One in Five Prescriptions for Elderly Patients
Amsterdam, The Netherlands—
Is Inappropriate, Study Finds
A ubiquitous antihistamine and a tricyclic antidepressant in use for more than 50 years are the most common medications prescribed inappropriately to older patients that also created high risk for adverse events, according to
a Dutch review
of English-language studies of medication use in the elderly.
According to the study, published recently in the open-access journal PLoS ONE
, diphenhydramine and amitriptyline are the most common inappropriately prescribed medications with high-risk adverse events, while propoxyphene and doxazoxin are the most commonly prescribed medications with low-risk adverse events.
Overall, the review found that about one in five prescriptions to elderly people is inappropriate, and the authors suggest that medications falling into that category are “good candidates for being targeted for improvement, e.g. by computerized clinical decision support.”
For the study, researchers from the Academic Medical Center in Amsterdam systematically searched OvidMEDLINE and OvidEMBASE from 1950 and 1980, respectively, to March 2012. Two independent reviewers also screened and selected primary studies published in English that measured appropriate and inappropriate primary care prescriptions to the elderly, defined as those older than 65 years.
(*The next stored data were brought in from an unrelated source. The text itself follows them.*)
// [libs/device-agent/src/crash_window.rs]
/*!
 * APARATO: VENTANA DE VERIFICACIÓN POST-INSTALACIÓN (§4.6.1 paso 5, §4.6.4)
 * RESPONSABILIDAD: DETECCIÓN DE CAÍDAS INDEPENDIENTE DE LOS EVENTOS DE SALUD
 *
 * Mismo patrón de cancelación que `health_monitor`: un `JoinHandle`
 * guardado tras un mutex, abortado en cuanto la confirmación llega por
 * el otro camino posible. Aquí los dos caminos son "el temporizador
 * expira sin que la app se haya caído" y "la app llama
 * `notifyAppReady` explícitamente" — ambos producen el mismo efecto
 * ("verified"), una sola vez.
 */

use std::sync::{Arc, Mutex};
use std::time::Duration;

struct Armed {
    timer: tokio::task::JoinHandle<()>,
    on_verified: Arc<dyn Fn() + Send + Sync>,
}

pub const DEFAULT_VERIFICATION_WINDOW: Duration = Duration::from_secs(60);

/// Un único temporizador de confirmación por instancia de agente. No es
/// un singleton de módulo (§9): se construye explícitamente junto con
/// el resto del estado del agente.
pub struct VerificationWindow {
    state: Mutex<Option<Armed>>,
}

impl VerificationWindow {
    pub fn new() -> Arc<Self> {
        Arc::new(Self { state: Mutex::new(None) })
    }

    /// Arma la ventana. Si ya había una ventana armada, su temporizador
    /// se cancela y se descarta sin invocar su callback — solo la
    /// ventana activa en el momento de la confirmación (temporizador o
    /// `notify_app_ready`) llega a dispararse.
    pub fn arm(self: &Arc<Self>, window: Duration, on_verified: Arc<dyn Fn() + Send + Sync>) {
        let mut guard = self.state.lock().expect("verification window mutex poisoned");
        if let Some(previous) = guard.take() {
            previous.timer.abort();
        }

        let keep_alive = Arc::clone(self);
        let callback_for_timer = Arc::clone(&on_verified);
        let timer = tokio::spawn(async move {
            tokio::time::sleep(window).await;
            keep_alive.fire(callback_for_timer);
        });

        *guard = Some(Armed { timer, on_verified });
    }

    /// Confirmación explícita desde el host (`app_ready`-equivalent).
    /// Cancela el temporizador pendiente y ejecuta el mismo efecto de
    /// verificación de inmediato, exactamente una vez.
    pub fn notify_app_ready(&self) {
        let mut guard = self.state.lock().expect("verification window mutex poisoned");
        if let Some(armed) = guard.take() {
            armed.timer.abort();
            (armed.on_verified)();
        }
    }

    fn fire(&self, on_verified: Arc<dyn Fn() + Send + Sync>) {
        let mut guard = self.state.lock().expect("verification window mutex poisoned");
        if guard.take().is_some() {
            drop(guard);
            on_verified();
        }
    }

    pub fn is_armed(&self) -> bool {
        self.state.lock().expect("verification window mutex poisoned").is_some()
    }
}

#[cfg(test)]
mod tests {
    use super::*;
    use std::sync::atomic::{AtomicUsize, Ordering};

    #[tokio::test(start_paused = true)]
    async fn timer_fires_verification_exactly_once_when_not_confirmed() {
        let window = VerificationWindow::new();
        let calls = Arc::new(AtomicUsize::new(0));
        let calls_clone = Arc::clone(&calls);

        window.arm(Duration::from_secs(60), Arc::new(move || {
            calls_clone.fetch_add(1, Ordering::SeqCst);
        }));

        tokio::time::advance(Duration::from_secs(61)).await;
        tokio::task::yield_now().await;

        assert_eq!(calls.load(Ordering::SeqCst), 1);
        assert!(!window.is_armed());
    }

    #[tokio::test(start_paused = true)]
    async fn notify_app_ready_cancels_timer_and_fires_immediately() {
        let window = VerificationWindow::new();
        let calls = Arc::new(AtomicUsize::new(0));
        let calls_clone = Arc::clone(&calls);

        window.arm(Duration::from_secs(60), Arc::new(move || {
            calls_clone.fetch_add(1, Ordering::SeqCst);
        }));

        window.notify_app_ready();
        assert_eq!(calls.load(Ordering::SeqCst), 1);
        assert!(!window.is_armed());

        // The timer task, though cancelled, must never fire the callback again.
        tokio::time::advance(Duration::from_secs(120)).await;
        tokio::task::yield_now().await;
        assert_eq!(calls.load(Ordering::SeqCst), 1);
    }

    #[tokio::test(start_paused = true)]
    async fn rearming_discards_the_previous_window_without_firing_it() {
        let window = VerificationWindow::new();
        let calls = Arc::new(AtomicUsize::new(0));

        let first_calls = Arc::clone(&calls);
        window.arm(Duration::from_secs(60), Arc::new(move || {
            first_calls.fetch_add(1, Ordering::SeqCst);
        }));

        let second_calls = Arc::clone(&calls);
        window.arm(Duration::from_secs(60), Arc::new(move || {
            second_calls.fetch_add(10, Ordering::SeqCst);
        }));

        tokio::time::advance(Duration::from_secs(61)).await;
        tokio::task::yield_now().await;

        assert_eq!(calls.load(Ordering::SeqCst), 10);
    }
}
Over the 19 studies reviewed, the median rate of inappropriate medication prescriptions (IMP) was found to be 20.5%. Medications with the largest median rate of inappropriate medication prescriptions were propoxyphene at 4.52%, doxazosin at 3.96%, diphenhydramine at 3.30% and amitriptyline at 3.20%.
The authors note that up to 35% of high-risk older outpatients develop preventable adverse drug events. One reason is inappropriate prescriptions, which the authors define as introducing “a significant risk of an adverse drug related event when there is evidence for an equally or more effective alternative medication” or “the failure to achieve the optimal quality of medication use.”
That can include underprescribing, misprescribing, or overprescribing, according to the study, which points out that among factors that can increase the risk to the elderly are physiological changes such as reduction in renal and hepatic function.